American former child actress (born 1963)

Dawn Lyn Nervik (born January 11, 1963) is an American former child actress who acted from age 4 to 15. She is best known for her role as Dodie Douglas during the last three seasons of the sitcom My Three Sons.

==Personal life==
Dawn Lyn Nervik was born in Los Angeles, California, to Carolyn Stellar and Rik Nervik. Her brother is singer and actor Leif Garrett.

Due to a hormonal deficiency Lyn remains small-of-stature and, as a child, looked younger than her actual age. Her adult height is 4 feet 10 inches.

On October 13, 2022, Lyn was hospitalized for five days for brain surgery to reduce a non-malignant tumor. On October 22, 2022, she fell into a coma caused by bacterial meningitis. Lyn was comatose in ICU for a month before regaining consciousness. As of March 25, 2024, she remains hospitalized, making gradual progress toward recovery. Her EEG indicates she can eventually make a full recovery. Her progress is monitored by her television brother from My Three Sons Stan Livingston and television sister-in-law from My Three Sons Tina Cole, with multiple visits by Cole.

==Career==

===Child actress===
In 1969 Dawn Lyn was cast as Dodie Harper Douglas, the daughter of Steve Douglas' second wife, on the long-running family comedy television series My Three Sons. The show's storyline had Steve adopt Dodie, and Lyn remained with the series until it ended in 1972.

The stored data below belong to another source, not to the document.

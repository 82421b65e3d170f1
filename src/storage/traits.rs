use async_trait::async_trait;
use chrono::{DateTime, Utc};
use uuid::Uuid;

use super::sessions::{NewSession, Session};
use super::users::{CreateUser, User};

/// Result type for storage operations
pub type StorageResult<T> = Result<T, StorageError>;

/// Errors that can occur in storage operations
#[derive(Debug, thiserror::Error)]
pub enum StorageError {
    #[error("User not found: {0}")]
    UserNotFound(String),

    #[error("Email already exists: {0}")]
    DuplicateEmail(String),

    #[error("Unknown role: {0}")]
    UnknownRole(String),

    #[error("Database error: {0}")]
    Database(#[from] sqlx::Error),

    #[error("Internal error: {0}")]
    Internal(String),
}

impl StorageError {
    /// True when the store could not hand out a connection in time.
    ///
    /// Callers surface these as retryable 5xx rather than credential failures.
    pub fn is_unavailable(&self) -> bool {
        matches!(
            self,
            StorageError::Database(sqlx::Error::PoolTimedOut | sqlx::Error::PoolClosed)
        )
    }
}

/// Storage backend for user accounts
#[async_trait]
pub trait UserStore: Send + Sync {
    /// Look up a user by exact email. `None` when no account exists.
    async fn find_by_email(&self, email: &str) -> StorageResult<Option<User>>;

    /// Look up a user by id
    async fn find_by_id(&self, id: Uuid) -> StorageResult<Option<User>>;

    /// Create a user and return its id
    async fn create(&self, user: CreateUser) -> StorageResult<Uuid>;

    /// Atomically bump the failed-login counter for an email
    async fn increment_failed_login(&self, email: &str) -> StorageResult<()>;

    /// Reset the failed-login counter and stamp `last_login`
    async fn record_successful_login(&self, id: Uuid) -> StorageResult<()>;

    /// Reset the failed-login counter, ending a lockout
    async fn reset_failed_logins(&self, email: &str) -> StorageResult<()>;

    /// Update the active flag
    async fn set_active(&self, email: &str, is_active: bool) -> StorageResult<()>;

    /// List all users, oldest first
    async fn list(&self) -> StorageResult<Vec<User>>;
}

/// Storage backend for login sessions
#[async_trait]
pub trait SessionStore: Send + Sync {
    /// Persist a new session and return its id
    async fn create(&self, session: NewSession) -> StorageResult<Uuid>;

    /// Find a session by its token together with the owning user
    async fn find_by_token(&self, token: &str) -> StorageResult<Option<(Session, User)>>;

    /// Mark the session carrying `token` invalid.
    ///
    /// Succeeds silently when no such session exists or it is already invalid.
    async fn invalidate(&self, token: &str) -> StorageResult<()>;

    /// Delete sessions that expired before `now`, returning how many were removed
    async fn delete_expired(&self, now: DateTime<Utc>) -> StorageResult<u64>;
}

Later, Lyn worked on many popular series including Emergency! and Adam-12.

In 1971 Lyn had a role in the Gregory Peck western Shoot Out. She also appeared in the Walking Tall trilogy.

In 1973 she played Marcy McCloud, a child abducted by Comanches and sold to comancheros in two episodes of Gunsmoke. The episodes were called Women for Sale: Part 1 and 2.

She had a recurring role as Reagan in the 1974 NBC series Born Free. She also had a recurring role in the 1977 series The Red Hand Gang.

In 1974, Lyn appeared in the cult classic Devil Times Five, where Lyn's character Little Moe dumps a bucket of piranhas into a bathtub to kill the character Lovely, played by Lyn's mother, Carolyn Stellar. The same year, she appeared in the episode "Coinage of the Realm" on the series Harry O with David Janssen.

In a 1978 episode of Wonder Woman, Lyn played a teenage groupie to a pop idol played by her brother Leif Garrett (who also played the idol's twin brother).

===Later career===
While living in Avalon on Catalina Island, Lyn performed live voice acting with the Avalon Community Theater Radio Troupe from 1997 to 2006.